The deliverable “Pilot Data Governance” details the work done so far by the consortium to identify the legal and ethical requirements needed to deploy the pilot projects across the 11 clinical centers involved in IDEA4RC. Pilot projects are case studies which will serve to test the IDEA4RC ecosystem. They will be selected among the research questions that rare cancers experts have identified in deliverable “Pilots selection” (D8.1).
Legal requirements to share health data for research purposes
Legal and ethical requirements concerning the secondary use of health data for research purposes are currently set by the General Data Protection Regulation (GDPR), adopted by the EU Parliament in 2016 and then by member states through a series of national legislations during the following years. The GDPR identifies the safeguards that should be put in place when processing personal data for purposes different from those for which they were initially collected. This is why it applies to the activities of IDEA4RC, which seeks to improve the knowledge on rare cancers by exploiting health data routinely collected by clinical centers to deliver care to patients suffering from these diseases.
The GDPR requires to identify the roles played by the different actors involved in the data processing activities. Depending on their roles, the actors of the platform need to fulfil different obligations and to put in place different kind of safety measures. These obligations are specified in data-sharing agreements.
Researchers at the European Centre for Certification and Privacy (ECCP), the legal partner of the IDEA4RC consortium, proposed three possible scenarios of data processing which differ in the details of how the analysis would be executed on the platform if the data user (the researcher who wishes to exploit the data to answer a specific research question) was to receive the green light from the data providers, i.e. the clinical centers. In each scenario, the data user and the data providers play different roles and need to comply with different requirements, which also depend on how the GDPR has been interpreted in the national legislations and data protection authorities’ guidelines.
During the last month, the legal experts of the clinical centers’ were presented with these scenarios, and they were asked to indicate their preferred one.
The results of this survey show that the preferred scenario varies across centers, due the lack of homogeneity among national and local legislation and guidelines. This lack of homogeneity requires to establish multiple types of agreements to accommodate each center’s needs.
The federated approach and the forthcoming European Health Data Space
IDEA4RC adopts a federated learning approach to allow researchers to perform analyses on the data provided by different clinical centers. “Federated” means that data never leave the hospital. Each center’s data are stored in a secure processing environment belonging to the IDEA4RC network called a “capsule”. The analysis algorithms are executed locally in one capsule after the other and only the results of the execution, say the model parameters, are shared with the researcher. This approach simplifies the data sharing agreements envisaged by the GDPR, that are the legal contracts that both the data user and the data provider need to sign to allow data analyses.

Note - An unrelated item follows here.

//! Background work: delayed channel deletion and the periodic cooldown sweep.

pub mod cooldown_sweep;
pub mod deletion;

Having data stored inside capsules designed to be privacy preserving and secure also complies with the European Health Data Space (EHDS) requirements of having secure processing environments. The EHDS is the forthcoming EU regulation on the primary and secondary use of health data in the EU. The European Parliament adopted the regulation on 24 April 2024, it will take around two years for the regulation to fully enter into force.
This is why IDEA4RC researchers are taking this regulation into account in the development of the data governance layer, the component of the IDEA4RC ecosystem which will regulate the access of the researchers to the platform once it will be up and running.
The future governance of IDEA4RC
The last chapter of the deliverable presents the discussion initiated with partners on IDEA4RC governance, that is, the governing bodies, rules, and procedures for accessing and managing the IDEA4RC federated ecosystem after the end of the project.
This discussion has been carried out through a series of initiatives organized by the coordinators and the Utrecht University researchers. The starting point was the co-creation workshop held in Madrid during the third plenary meeting in (a report is available here) where participants discussed three possible implementation scenarios for IDEA4RC (the scenarios were defined in deliverable “Data ecosystem baseline value positions, value analysis, and scenarios”, a summary of which can be found here).
Based on the insights gathered during the co-creation workshops, the Utrecht University team and the coordination developed a survey focused on four main topics: (1) the IDEA4RC users; (2) general rules for accessing and re-using data about rare cancers via IDEA4RC; (3) the IDEA4RC data access application and data permit; (4) financial or other contributions to access and re-use data about rare cancers via IDEA4RC.
The survey was distributed among IDEA4RC clinical and technical partners. Based on the survey results, the researchers developed the first draft of the IDEA4RC governance to ensure a fair and open access to the data infrastructure on the basis of ethical principles and to promote a discussion on the data economy.